___ Material for this exercise
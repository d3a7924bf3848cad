//! Append-only sample log on a flat volume of numbered files.

use core::fmt::Write;

use heapless::{String, Vec};

use crate::config::{LogFile, Version, SAMPLE_RATE_HZ};
use crate::error::{Error, Result};
use crate::pipeline::Sample;

/// Single flat directory holding at most one file open for writing.
pub trait Volume {
    type Error;
    fn exists(&mut self, name: &str) -> core::result::Result<bool, Self::Error>;
    /// Opens `name` for writing, replacing an existing file.
    fn create(&mut self, name: &str) -> core::result::Result<(), Self::Error>;
    fn write(&mut self, bytes: &[u8]) -> core::result::Result<(), Self::Error>;
    fn sync(&mut self) -> core::result::Result<(), Self::Error>;
}

/// 8.3 name, e.g. `APSMPL07.DAT`.
pub type FileName = String<12>;

pub fn file_name<E>(id: u8) -> Result<FileName, E> {
    let mut name = FileName::new();
    write!(&mut name, "{}{:02}{}", LogFile::BASE, id, LogFile::EXT).map_err(|_| Error::BufferWrite)?;
    Ok(name)
}

/// First id in `1..=MAX_ID` without a file; 1 once every id is taken.
pub fn next_file_id<V: Volume>(volume: &mut V) -> Result<u8, V::Error> {
    for id in 1..=LogFile::MAX_ID {
        let name = file_name(id)?;
        if !volume.exists(&name).map_err(Error::Bus)? {
            return Ok(id);
        }
    }
    Ok(1)
}

pub struct LogWriter<V> {
    volume: V,
    name: FileName,
    unsynced: u16,
    sync_interval: u16,
}

impl<V> LogWriter<V>
where
    V: Volume,
{
    /// Picks the next free name, creates the file and writes the header.
    pub fn open(mut volume: V) -> Result<Self, V::Error> {
        let name = file_name(next_file_id(&mut volume)?)?;
        volume.create(&name).map_err(Error::Bus)?;
        let mut writer = LogWriter {
            volume,
            name,
            unsynced: 0,
            sync_interval: LogFile::SYNC_INTERVAL,
        };
        writer.put_header()?;
        Ok(writer)
    }

    pub fn append(&mut self, sample: Sample) -> Result<(), V::Error> {
        let mut line = String::<8>::new();
        write!(&mut line, "{:X}\n", sample).map_err(|_| Error::BufferWrite)?;
        self.volume.write(line.as_bytes()).map_err(Error::Bus)?;

        self.unsynced += 1;
        if self.unsynced >= self.sync_interval {
            self.unsynced = 0;
            self.volume.sync().map_err(Error::Bus)?;
        }
        Ok(())
    }

    pub fn name(&self) -> &str {
        &self.name
    }

    fn put_header(&mut self) -> Result<(), V::Error> {
        let mut header = String::<64>::new();
        write!(
            &mut header,
            "#! -{} V{}.{} ---\n# @{}\n",
            Version::PRODUCT,
            Version::MAJOR,
            Version::MINOR,
            SAMPLE_RATE_HZ
        )
        .map_err(|_| Error::BufferWrite)?;
        self.volume.write(header.as_bytes()).map_err(Error::Bus)?;
        self.volume.sync().map_err(Error::Bus)
    }
}

/// Bytes per card block.
pub const BLOCK_SIZE: usize = 512;

/// Gathers small writes into whole blocks for volumes that rewrite a block
/// per call. Bytes reach the volume when a block fills up or on `sync`;
/// a failed block write drops that block.
pub struct BlockWriter<V> {
    inner: V,
    block: Vec<u8, BLOCK_SIZE>,
}

impl<V> BlockWriter<V>
where
    V: Volume,
{
    pub fn new(inner: V) -> Self {
        BlockWriter {
            inner,
            block: Vec::new(),
        }
    }

    pub fn pending(&self) -> usize {
        self.block.len()
    }

    fn flush(&mut self) -> core::result::Result<(), V::Error> {
        if self.block.is_empty() {
            return Ok(());
        }
        let result = self.inner.write(&self.block);
        self.block.clear();
        result
    }
}

impl<V> Volume for BlockWriter<V>
where
    V: Volume,
{
    type Error = V::Error;

    fn exists(&mut self, name: &str) -> core::result::Result<bool, V::Error> {
        self.inner.exists(name)
    }

    fn create(&mut self, name: &str) -> core::result::Result<(), V::Error> {
        self.flush()?;
        self.inner.create(name)
    }

    fn write(&mut self, bytes: &[u8]) -> core::result::Result<(), V::Error> {
        let mut rest = bytes;
        while !rest.is_empty() {
            let take = (BLOCK_SIZE - self.block.len()).min(rest.len());
            // Room was checked above
            self.block.extend_from_slice(&rest[..take]).ok();
            rest = &rest[take..];
            if self.block.len() == BLOCK_SIZE {
                self.flush()?;
            }
        }
        Ok(())
    }

    fn sync(&mut self) -> core::result::Result<(), V::Error> {
        self.flush()?;
        self.inner.sync()
    }
}
use heapless::Vec;

use crate::pipeline::Sample;

/// Samples averaged into one plotted column.
pub const AVERAGE: usize = 3;

pub struct Plot;

impl Plot {
    pub const X_START: i32 = 10;
    pub const X_END: i32 = 300;
    pub const Y_HIGH: i32 = 20;
    pub const Y_LOW: i32 = 220;
    pub const Y_MID: i32 = 120;
    pub const CURSOR_HALF: i32 = 20;
    /// Columns before the cursor wraps back to the left edge.
    pub const CYCLE: u16 = (Plot::X_END - Plot::X_START - 1) as u16;
}

/// One averaged point ready to be drawn.
#[derive(Copy, Clone, Debug, PartialEq, Eq)]
pub struct Column {
    pub x: i32,
    pub y: i32,
    pub marker: Option<i32>,
}

/// Circular strip chart state: cursor, averaging ring and zero reference.
pub struct Chart {
    cursor: u16,
    ring: Vec<Sample, AVERAGE>,
    baseline: Option<Sample>,
    calibrated: Option<Sample>,
}

impl Chart {
    pub fn new() -> Self {
        Chart {
            cursor: 0,
            ring: Vec::new(),
            baseline: None,
            calibrated: None,
        }
    }

    pub fn reset(&mut self) {
        self.cursor = 0;
        self.ring.clear();
        self.baseline = None;
    }

    /// Zero reference used instead of the first sample.
    pub fn set_calibration(&mut self, baseline: Sample) {
        self.calibrated = Some(baseline);
    }

    pub fn cursor(&self) -> u16 {
        self.cursor
    }

    pub fn baseline(&self) -> Option<Sample> {
        self.baseline
    }

    /// Adds a sample; yields a column every `AVERAGE` samples.
    pub fn push(&mut self, sample: Sample) -> Option<Column> {
        let baseline = match self.baseline {
            Some(baseline) => baseline,
            None => {
                let baseline = self.calibrated.unwrap_or(sample);
                self.baseline = Some(baseline);
                baseline
            }
        };

        // Ring is emptied each time it fills, so this cannot fail.
        self.ring.push(sample).ok()?;
        if self.ring.len() < AVERAGE {
            return None;
        }
        let mean = self.ring.iter().map(|s| *s as u32).sum::<u32>() / AVERAGE as u32;
        self.ring.clear();

        let x = Plot::X_START + 1 + self.cursor as i32;
        let deviation = mean as i32 - baseline as i32;
        let y = (Plot::Y_MID - deviation).clamp(Plot::Y_HIGH, Plot::Y_LOW);
        let marker = if self.cursor + 1 < Plot::CYCLE {
            Some(x + 1)
        } else {
            None
        };

        self.cursor += 1;
        if self.cursor >= Plot::CYCLE {
            self.cursor = 0;
        }
        Some(Column { x, y, marker })
    }
}

impl Default for Chart {
    fn default() -> Self {
        Chart::new()
    }
}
______
▶ [Directions] The task requires an exact transcription of all the data.

▶ [Solved problem]
repository d3a7924bf3848cad
//! Append-only sample log on a flat volume of numbered files.

use core::fmt::Write;

use heapless::{String, Vec};

use crate::config::{LogFile, Version, SAMPLE_RATE_HZ};
use crate::error::{Error, Result};
use crate::pipeline::Sample;

/// Single flat directory holding at most one file open for writing.
pub trait Volume {
    type Error;
    fn exists(&mut self, name: &str) -> core::result::Result<bool, Self::Error>;
    /// Opens `name` for writing, replacing an existing file.
    fn create(&mut self, name: &str) -> core::result::Result<(), Self::Error>;
    fn write(&mut self, bytes: &[u8]) -> core::result::Result<(), Self::Error>;
    fn sync(&mut self) -> core::result::Result<(), Self::Error>;
}

/// 8.3 name, e.g. `APSMPL07.DAT`.
pub type FileName = String<12>;

pub fn file_name<E>(id: u8) -> Result<FileName, E> {
    let mut name = FileName::new();
    write!(&mut name, "{}{:02}{}", LogFile::BASE, id, LogFile::EXT).map_err(|_| Error::BufferWrite)?;
    Ok(name)
}

/// First id in `1..=MAX_ID` without a file; 1 once every id is taken.
pub fn next_file_id<V: Volume>(volume: &mut V) -> Result<u8, V::Error> {
    for id in 1..=LogFile::MAX_ID {
        let name = file_name(id)?;
        if !volume.exists(&name).map_err(Error::Bus)? {
            return Ok(id);
        }
    }
    Ok(1)
}

pub struct LogWriter<V> {
    volume: V,
    name: FileName,
    unsynced: u16,
    sync_interval: u16,
}

impl<V> LogWriter<V>
where
    V: Volume,
{
    /// Picks the next free name, creates the file and writes the header.
    pub fn open(mut volume: V) -> Result<Self, V::Error> {
        let name = file_name(next_file_id(&mut volume)?)?;
        volume.create(&name).map_err(Error::Bus)?;
        let mut writer = LogWriter {
            volume,
            name,
            unsynced: 0,
            sync_interval: LogFile::SYNC_INTERVAL,
        };
        writer.put_header()?;
        Ok(writer)
    }

    pub fn append(&mut self, sample: Sample) -> Result<(), V::Error> {
        let mut line = String::<8>::new();
        write!(&mut line, "{:X}\n", sample).map_err(|_| Error::BufferWrite)?;
        self.volume.write(line.as_bytes()).map_err(Error::Bus)?;

        self.unsynced += 1;
        if self.unsynced >= self.sync_interval {
            self.unsynced = 0;
            self.volume.sync().map_err(Error::Bus)?;
        }
        Ok(())
    }

    pub fn name(&self) -> &str {
        &self.name
    }

    fn put_header(&mut self) -> Result<(), V::Error> {
        let mut header = String::<64>::new();
        write!(
            &mut header,
            "#! -{} V{}.{} ---\n# @{}\n",
            Version::PRODUCT,
            Version::MAJOR,
            Version::MINOR,
            SAMPLE_RATE_HZ
        )
        .map_err(|_| Error::BufferWrite)?;
        self.volume.write(header.as_bytes()).map_err(Error::Bus)?;
        self.volume.sync().map_err(Error::Bus)
    }
}

/// Bytes per card block.
pub const BLOCK_SIZE: usize = 512;

/// Gathers small writes into whole blocks for volumes that rewrite a block
/// per call. Bytes reach the volume when a block fills up or on `sync`;
/// a failed block write drops that block.
pub struct BlockWriter<V> {
    inner: V,
    block: Vec<u8, BLOCK_SIZE>,
}

impl<V> BlockWriter<V>
where
    V: Volume,
{
    pub fn new(inner: V) -> Self {
        BlockWriter {
            inner,
            block: Vec::new(),
        }
    }

    pub fn pending(&self) -> usize {
        self.block.len()
    }

    fn flush(&mut self) -> core::result::Result<(), V::Error> {
        if self.block.is_empty() {
            return Ok(());
        }
        let result = self.inner.write(&self.block);
        self.block.clear();
        result
    }
}

impl<V> Volume for BlockWriter<V>
where
    V: Volume,
{
    type Error = V::Error;

    fn exists(&mut self, name: &str) -> core::result::Result<bool, V::Error> {
        self.inner.exists(name)
    }

    fn create(&mut self, name: &str) -> core::result::Result<(), V::Error> {
        self.flush()?;
        self.inner.create(name)
    }

    fn write(&mut self, bytes: &[u8]) -> core::result::Result<(), V::Error> {
        let mut rest = bytes;
        while !rest.is_empty() {
            let take = (BLOCK_SIZE - self.block.len()).min(rest.len());
            // Room was checked above
            self.block.extend_from_slice(&rest[..take]).ok();
            rest = &rest[take..];
            if self.block.len() == BLOCK_SIZE {
                self.flush()?;
            }
        }
        Ok(())
    }

    fn sync(&mut self) -> core::result::Result<(), V::Error> {
        self.flush()?;
        self.inner.sync()
    }
}
use heapless::Vec;

use crate::pipeline::Sample;

/// Samples averaged into one plotted column.
pub const AVERAGE: usize = 3;

pub struct Plot;

impl Plot {
    pub const X_START: i32 = 10;
    pub const X_END: i32 = 300;
    pub const Y_HIGH: i32 = 20;
    pub const Y_LOW: i32 = 220;
    pub const Y_MID: i32 = 120;
    pub const CURSOR_HALF: i32 = 20;
    /// Columns before the cursor wraps back to the left edge.
    pub const CYCLE: u16 = (Plot::X_END - Plot::X_START - 1) as u16;
}

/// One averaged point ready to be drawn.
#[derive(Copy, Clone, Debug, PartialEq, Eq)]
pub struct Column {
    pub x: i32,
    pub y: i32,
    pub marker: Option<i32>,
}

/// Circular strip chart state: cursor, averaging ring and zero reference.
pub struct Chart {
    cursor: u16,
    ring: Vec<Sample, AVERAGE>,
    baseline: Option<Sample>,
    calibrated: Option<Sample>,
}

impl Chart {
    pub fn new() -> Self {
        Chart {
            cursor: 0,
            ring: Vec::new(),
            baseline: None,
            calibrated: None,
        }
    }

    pub fn reset(&mut self) {
        self.cursor = 0;
        self.ring.clear();
        self.baseline = None;
    }

    /// Zero reference used instead of the first sample.
    pub fn set_calibration(&mut self, baseline: Sample) {
        self.calibrated = Some(baseline);
    }

    pub fn cursor(&self) -> u16 {
        self.cursor
    }

    pub fn baseline(&self) -> Option<Sample> {
        self.baseline
    }

    /// Adds a sample; yields a column every `AVERAGE` samples.
    pub fn push(&mut self, sample: Sample) -> Option<Column> {
        let baseline = match self.baseline {
            Some(baseline) => baseline,
            None => {
                let baseline = self.calibrated.unwrap_or(sample);
                self.baseline = Some(baseline);
                baseline
            }
        };

        // Ring is emptied each time it fills, so this cannot fail.
        self.ring.push(sample).ok()?;
        if self.ring.len() < AVERAGE {
            return None;
        }
        let mean = self.ring.iter().map(|s| *s as u32).sum::<u32>() / AVERAGE as u32;
        self.ring.clear();

        let x = Plot::X_START + 1 + self.cursor as i32;
        let deviation = mean as i32 - baseline as i32;
        let y = (Plot::Y_MID - deviation).clamp(Plot::Y_HIGH, Plot::Y_LOW);
        let marker = if self.cursor + 1 < Plot::CYCLE {
            Some(x + 1)
        } else {
            None
        };

        self.cursor += 1;
        if self.cursor >= Plot::CYCLE {
            self.cursor = 0;
        }
        Some(Column { x, y, marker })
    }
}

impl Default for Chart {
    fn default() -> Self {
        Chart::new()
    }
}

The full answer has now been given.